In a worrisome turn of events, retail behemoth Naivas has become the latest victim of a cyber attack, resulting in a massive data breach that has exposed customers’ confidential information. The unidentified hackers behind the ransomware attack have yet to reveal their motives, leaving the supermarket chain and its clients on edge.
This incident, which has seen an unprecedented level of customer data exposure in Kenya, compromised servers and systems at the retail giant. Private information, such as invoices, agreements, and customer data, has now become vulnerable to potential misuse by unknown entities.
Naivas’ Chief Commercial Officer, Willy Kimani, confirmed that the company’s data had been compromised in the attack. In a letter, Kimani stated, “This unlawful intrusion may have compromised some of our data. Naivas has contained this attack, and our systems are secure, and our operations are normal.” He also emphasized that the company is actively cooperating with the relevant law enforcement agencies investigating the recent wave of ransomware attacks in Kenya.
Although Naivas has assured clients and partners that its systems have been secured and the attack contained, the company clarified that it does not store any credit or debit card information in its systems.
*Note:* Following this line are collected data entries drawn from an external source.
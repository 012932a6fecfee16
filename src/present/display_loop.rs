use std::time::{Duration, Instant};

use log::{info, warn};

use super::{GraphicsContext, Presenter};
use crate::{
    config::{DEFAULT_DISPLAY_RATE, FRAME_DROP_FACTOR},
    error::Result,
    pipeline::{timing::FixedRate, RunState, Simulation},
};

/// Totals for one display loop run.
#[derive(Debug, Default, Clone, Copy, PartialEq)]
pub struct DisplayStats {
    pub frames: u64,
    pub dropped: u64,
    /// Tick of the last frame handed to the presenter.
    pub last_tick: u64,
    pub elapsed: Duration,
}

/// Fixed-rate display loop that runs on the caller's thread. Each iteration
/// takes the latest complete frame, renders it and sleeps until the next
/// deadline. Frames slower than 1.5x the target period count as dropped.
#[derive(Debug, Clone)]
pub struct DisplayLoop {
    rate_hz: f64,
    frame_limit: Option<u64>,
    time_limit: Option<Duration>,
}

impl Default for DisplayLoop {
    fn default() -> Self {
        Self::new(DEFAULT_DISPLAY_RATE)
    }
}

impl DisplayLoop {
    pub fn new(rate_hz: f64) -> Self {
        let rate_hz = if rate_hz.is_finite() && rate_hz > 0.0 {
            rate_hz
        } else {
            DEFAULT_DISPLAY_RATE
        };
        Self {
            rate_hz,
            frame_limit: None,
            time_limit: None,
        }
    }

    pub fn with_frame_limit(mut self, frames: u64) -> Self {
        self.frame_limit = Some(frames);
        self
    }

    pub fn with_time_limit(mut self, limit: Duration) -> Self {
        self.time_limit = Some(limit);
        self
    }

    pub fn rate_hz(&self) -> f64 {
        self.rate_hz
    }

    pub fn target_period(&self) -> Duration {
        Duration::from_secs_f64(1.0 / self.rate_hz)
    }

    /// Presents frames until the presenter asks to close, a limit is reached,
    /// or the physics thread halts on a fatal error.
    pub fn run<P: Presenter + ?Sized>(
        &self,
        simulation: &Simulation,
        context: &GraphicsContext,
        presenter: &mut P,
    ) -> Result<DisplayStats> {
        presenter.attach(context)?;
        info!(
            "display loop started: {} at {} fps",
            presenter.name(),
            self.rate_hz
        );

        let target = self.target_period();
        let drop_threshold = target.mul_f64(FRAME_DROP_FACTOR);
        let mut pacer = FixedRate::new(target);
        let started = Instant::now();
        let mut stats = DisplayStats::default();

        loop {
            if presenter.should_close() {
                break;
            }
            if self.frame_limit.is_some_and(|limit| stats.frames >= limit) {
                break;
            }
            if self.time_limit.is_some_and(|limit| started.elapsed() >= limit) {
                break;
            }
            if simulation.state() == RunState::Stopped {
                if let Some(err) = simulation.last_error() {
                    warn!("display loop stopping: physics halted ({err})");
                    break;
                }
            }

            let frame = simulation.snapshot();
            presenter.render(&frame, simulation.current_fps())?;
            stats.frames += 1;
            stats.last_tick = frame.tick();

            if let Some(interval) = simulation.record_frame(Instant::now()) {
                if interval > drop_threshold {
                    simulation.record_dropped_frame();
                    stats.dropped += 1;
                    warn!(
                        "dropped display frame: {:.2} ms (target {:.2} ms)",
                        interval.as_secs_f64() * 1000.0,
                        target.as_secs_f64() * 1000.0
                    );
                }
            }

            pacer.wait();
        }

        stats.elapsed = started.elapsed();
        info!(
            "display loop finished: {} frames, {} dropped",
            stats.frames, stats.dropped
        );
        Ok(stats)
    }
}

#[cfg(test)]
mod tests {
    use super::*;
    use crate::core::types::Bounds;
    use crate::present::NoopPresenter;

    #[test]
    fn invalid_rate_falls_back_to_default() {
        assert_eq!(DisplayLoop::new(0.0).rate_hz(), DEFAULT_DISPLAY_RATE);
        assert_eq!(DisplayLoop::new(f64::NAN).rate_hz(), DEFAULT_DISPLAY_RATE);
    }

    #[test]
    fn stops_when_presenter_closes() {
        let simulation = Simulation::builder()
            .arena(400.0, 400.0)
            .ball_count(5)
            .seed(3)
            .build()
            .expect("valid simulation");
        let context = GraphicsContext::new("test", Bounds::new(400.0, 400.0));
        let mut presenter = NoopPresenter::with_frame_limit(4);

        let stats = DisplayLoop::new(500.0)
            .run(&simulation, &context, &mut presenter)
            .expect("display loop");
        assert_eq!(stats.frames, 4);
        assert_eq!(presenter.frames(), 4);
        assert_eq!(simulation.metrics().frames_presented, 4);
    }
}
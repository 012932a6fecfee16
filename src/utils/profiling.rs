use std::time::{Duration, Instant};

/// Phase timings of the most recent physics tick.
#[derive(Debug, Default, Clone, Copy, PartialEq)]
pub struct TickProfiler {
    pub integrate_time: Duration,
    pub grid_time: Duration,
    pub resolve_time: Duration,
    pub guard_time: Duration,
    pub total_time: Duration,

    pub ball_count: usize,
    pub wall_contacts: usize,
    pub ball_contacts: usize,
}

impl TickProfiler {
    pub fn report(&self) {
        let total_us = self.total_time.as_micros() as f32;
        if total_us < 1.0 {
            return;
        }

        let share = |phase: Duration| (phase.as_micros() as f32 / total_us) * 100.0;
        log::debug!(
            "tick {:.3} ms | balls {} walls {} contacts {} | integrate {:.1}% grid {:.1}% resolve {:.1}% guard {:.1}%",
            self.total_time.as_secs_f32() * 1000.0,
            self.ball_count,
            self.wall_contacts,
            self.ball_contacts,
            share(self.integrate_time),
            share(self.grid_time),
            share(self.resolve_time),
            share(self.guard_time),
        );
    }
}

/// Adds the elapsed time of its scope to `output` when dropped.
pub struct PhaseTimer<'a> {
    start: Instant,
    output: &'a mut Duration,
}

impl<'a> PhaseTimer<'a> {
    pub fn new(output: &'a mut Duration) -> Self {
        Self {
            start: Instant::now(),
            output,
        }
    }
}

impl Drop for PhaseTimer<'_> {
    fn drop(&mut self) {
        *self.output += self.start.elapsed();
    }
}
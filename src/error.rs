use crate::domain::types::ObuId;
use thiserror::Error;

#[derive(Error, Debug)]
pub enum AggregatorError {
    /// No aggregate exists for the requested vehicle. Surfaced to callers
    /// unchanged so they can tell "unknown vehicle" apart from other
    /// failures; never retried inside the core.
    #[error("no distance aggregate for OBU {0}")]
    NotFound(ObuId),
    /// Bad identifier or undecodable event. Rejected at the boundary,
    /// never reaches the store.
    #[error("malformed request: {0}")]
    Malformed(String),
    /// Unexpected failure in the store or a transport collaborator.
    #[error("internal error: {0}")]
    Internal(String),
}

pub type Result<T> = std::result::Result<T, AggregatorError>;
Payment information is securely handled and protected via Secure Sockets Layer (SSL) encryption. “At this moment, we are not aware of any malicious use of stolen data,” the company said.
In light of the breach, Naivas has urged customers to be vigilant against potential phishing attempts through phone calls, text messages, or emails, and to update their security information such as passwords. “At this moment, we are not aware of any malicious use of stolen data. However, it is recommended in the face of this type of situation to pay particular attention to any phishing attempts (by phone, SMS or email),” the company added.
The retail giant has identified Threat Actor as the alleged orchestrator of the cyber attack and anticipates that the group will publish the stolen data. Naivas has reported the incident to the Office of the Data Protection Commissioner of Kenya, who is now closely monitoring the situation.